Naturalists also comment on another topic relevant to the themes of the picture: the visual and sensory faculties of poultry birds. The advanced perceptual powers of the typical cock are repeatedly identified as one of its defining traits. Aldrovandi notes his “exquisite sense of taste” which allows him to “judge on the spot any object . . . if only he can hold it in his mouth.”44 Also, the cock “possesses no small keenness of sight,” being able to make out predators from a distance, and even surpasses the eagle both in sharpness of vision and in having the ability to dedicate each eye to a separate task:
with only one eye always turned upwards [the cock] observes the birds of prey which are its most deadly enemies lest they unexpectedly snatch away either a chick or a hen or the rooster himself out of the chicken yard, while with the other eye he most diligently examines very small things.45
In contrast to later models of symbolism that propose an arbitrary relationship between referent and idea, here the visual acuity of the real animal is linked to (and implicitly validates) his association with the abstract concepts of diligence and vigilance.46
The Gallinero, similarly, moves between storytelling, allegory, and the lifelike depiction of real-world phenomena in a manner likely to have been appreciated by Fyt’s audience.

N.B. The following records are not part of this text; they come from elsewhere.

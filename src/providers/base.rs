//! Base provider trait and common types for ChatBridge
//!
//! This module defines the Provider trait that every upstream LLM API
//! implements, along with the normalized request and response types the
//! proxy relays between clients and providers.

use crate::error::{ChatBridgeError, Result};
use async_trait::async_trait;
use serde::{Deserialize, Serialize};
use std::fmt;
use std::str::FromStr;

/// Message structure for conversation
///
/// Represents one turn forwarded to the provider. Roles are limited to
/// `system`, `user` and `assistant`.
#[derive(Debug, Clone, PartialEq, Serialize, Deserialize)]
pub struct Message {
    /// Role of the message sender (system, user, assistant)
    pub role: String,
    /// Content of the message
    pub content: String,
}

impl Message {
    /// Creates a new user message
    ///
    /// # Examples
    ///
    /// ```
    /// use chatbridge::providers::Message;
    ///
    /// let msg = Message::user("Hello, assistant!");
    /// assert_eq!(msg.role, "user");
    /// ```
    pub fn user(content: impl Into<String>) -> Self {
        Self {
            role: "user".to_string(),
            content: content.into(),
        }
    }

    /// Creates a new assistant message
    pub fn assistant(content: impl Into<String>) -> Self {
        Self {
            role: "assistant".to_string(),
            content: content.into(),
        }
    }

    /// Creates a new system message
    pub fn system(content: impl Into<String>) -> Self {
        Self {
            role: "system".to_string(),
            content: content.into(),
        }
    }

    /// Returns true for system-role messages
    pub fn is_system(&self) -> bool {
        self.role == "system"
    }
}

/// Upstream providers that accept chat requests
#[derive(Debug, Clone, Copy, PartialEq, Eq, Serialize, Deserialize)]
#[serde(rename_all = "lowercase")]
pub enum ProviderKind {
    /// OpenAI and OpenAI-compatible endpoints
    OpenAi,
    /// Anthropic messages API
    Anthropic,
}

impl ProviderKind {
    pub fn as_str(&self) -> &'static str {
        match self {
            ProviderKind::OpenAi => "openai",
            ProviderKind::Anthropic => "anthropic",
        }
    }
}

impl fmt::Display for ProviderKind {
    fn fmt(&self, f: &mut fmt::Formatter<'_>) -> fmt::Result {
        f.write_str(self.as_str())
    }
}

impl FromStr for ProviderKind {
    type Err = ChatBridgeError;

    fn from_str(s: &str) -> std::result::Result<Self, Self::Err> {
        match s {
            "openai" => Ok(ProviderKind::OpenAi),
            "anthropic" => Ok(ProviderKind::Anthropic),
            other => Err(ChatBridgeError::InvalidRequest(format!(
                "Unsupported provider: {}",
                other
            ))),
        }
    }
}

/// A validated, defaulted chat request ready to send upstream
#[derive(Debug, Clone, PartialEq)]
pub struct ChatParams {
    /// Model identifier
    pub model: String,
    /// Conversation in order
    pub messages: Vec<Message>,
    /// Sampling temperature in [0, 2]
    pub temperature: f64,
    /// Completion token limit
    pub max_tokens: u32,
}

/// Normalized completion returned to proxy callers
#[derive(Debug, Clone, PartialEq, Serialize, Deserialize)]
pub struct ChatCompletion {
    /// Assistant reply text
    pub response: String,
    /// Provider usage block, passed through unchanged
    #[serde(default)]
    pub usage: serde_json::Value,
}

/// Image generation request
#[derive(Debug, Clone, PartialEq, Serialize, Deserialize)]
pub struct ImageParams {
    pub prompt: String,
    pub size: String,
    pub quality: String,
    pub model: String,
}

/// Provider trait
///
/// Implemented by each upstream API. Credentials are bound at construction
/// time from server-side configuration; nothing a client sends can replace
/// them.
///
/// # Examples
///
/// ```
/// use async_trait::async_trait;
/// use chatbridge::error::Result;
/// use chatbridge::providers::{ChatCompletion, ChatParams, Provider};
///
/// struct Echo;
///
/// #[async_trait]
/// impl Provider for Echo {
///     fn name(&self) -> &str {
///         "echo"
///     }
///
///     async fn complete(&self, params: &ChatParams) -> Result<ChatCompletion> {
///         let last = params.messages.last().map(|m| m.content.clone()).unwrap_or_default();
///         Ok(ChatCompletion { response: last, usage: serde_json::Value::Null })
///     }
///
///     async fn list_models(&self) -> Result<Vec<String>> {
///         Ok(vec!["echo-1".to_string()])
///     }
/// }
/// ```
#[async_trait]
pub trait Provider: Send + Sync {
    /// Short provider name used in logs
    fn name(&self) -> &str;

    /// Send a chat request and return the normalized completion
    ///
    /// # Errors
    ///
    /// Returns [`ChatBridgeError::Provider`] when the upstream call fails
    /// or returns a non-success status
    async fn complete(&self, params: &ChatParams) -> Result<ChatCompletion>;

    /// List model identifiers this provider offers
    async fn list_models(&self) -> Result<Vec<String>>;
}

/// Server-side provider credentials
///
/// Resolved from the process environment only.
#[derive(Clone, Default)]
pub struct ProviderCredentials {
    openai_api_key: Option<String>,
    anthropic_api_key: Option<String>,
}

impl fmt::Debug for ProviderCredentials {
    fn fmt(&self, f: &mut fmt::Formatter<'_>) -> fmt::Result {
        f.debug_struct("ProviderCredentials")
            .field("openai_api_key", &self.openai_api_key.as_ref().map(|_| "<redacted>"))
            .field(
                "anthropic_api_key",
                &self.anthropic_api_key.as_ref().map(|_| "<redacted>"),
            )
            .finish()
    }
}

impl ProviderCredentials {
    /// Read `OPENAI_API_KEY` and `ANTHROPIC_API_KEY`
    ///
    /// Empty values are treated as unset.
    pub fn from_env() -> Self {
        let read = |name: &str| std::env::var(name).ok().filter(|v| !v.trim().is_empty());
        let credentials = Self {
            openai_api_key: read("OPENAI_API_KEY"),
            anthropic_api_key: read("ANTHROPIC_API_KEY"),
        };
        tracing::debug!(?credentials, "Resolved provider credentials");
        credentials
    }

    /// Build credentials explicitly
    pub fn new(openai_api_key: Option<String>, anthropic_api_key: Option<String>) -> Self {
        Self {
            openai_api_key,
            anthropic_api_key,
        }
    }

    /// The key for `kind`, if configured
    pub fn get(&self, kind: ProviderKind) -> Option<&str> {
        match kind {
            ProviderKind::OpenAi => self.openai_api_key.as_deref(),
            ProviderKind::Anthropic => self.anthropic_api_key.as_deref(),
        }
    }

    /// The key for `kind`, or a missing-credentials error
    pub fn require(&self, kind: ProviderKind) -> Result<&str> {
        self.get(kind)
            .ok_or_else(|| ChatBridgeError::MissingCredentials(kind.to_string()).into())
    }
}

/// Pull a readable message out of a provider error body
///
/// Both OpenAI and Anthropic nest it under `error.message`; anything else is
/// returned as-is.
pub fn extract_error_message(body: &str) -> String {
    serde_json::from_str::<serde_json::Value>(body)
        .ok()
        .and_then(|v| {
            v.get("error")
                .and_then(|e| e.get("message").or(Some(e)))
                .and_then(|m| m.as_str())
                .map(str::to_string)
        })
        .unwrap_or_else(|| body.trim().to_string())
}

/// Join a base URL and a path without doubling slashes
pub fn join_url(base: &str, path: &str) -> String {
    format!(
        "{}/{}",
        base.trim_end_matches('/'),
        path.trim_start_matches('/')
    )
}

In the discussion of the value of fable in Erasmus of Rotterdam’s influential rhetorical handbook De Utraque Verborum ac Rerum Copia (On Copia of Words and Ideas), better known as De Copia (1512), it is precisely this combination of creativity and keen attentiveness to the real world that is recommended.47 In the book’s main treatment of fable, Erasmus begins by noting its attractions for the reader (including its vividness and its capacity to provide a witty commentary on human behavior), before turning to the question of how to compose a fable:
Each person is perfectly at liberty to invent material [fables] of this sort, according to his subject, but if you are going to invent something appropriate, you need to be a person of lively imagination and you must have observed closely the nature of living creatures, and these are of infinite variety.48
Elsewhere in De Copia, Erasmus again remarks: “There are appropriate characteristics to be observed in fables, and this no one will be able to manage unless he has observed and studied the natures of living creatures,” following this up with several examples: “All this, and less well-known facts too,” he notes, “may be easily discovered in Aristotle, Pliny, and Aelian.”49 In Erasmus’s conception of fable, then, which resonates with a zoopoetic stance, the bodily and instinctual character of the animal should leave its trace in the text, rather than being expunged in order to turn the animal into a “character” unrelated to its real-world counterpart. The fable writer, moreover, should aim to capture the natures—not simply the contingent appearances or behaviors—of the creatures he is concerned with, relying if necessary on encyclopedic sources like Pliny’s Natural History to supplement his own experience.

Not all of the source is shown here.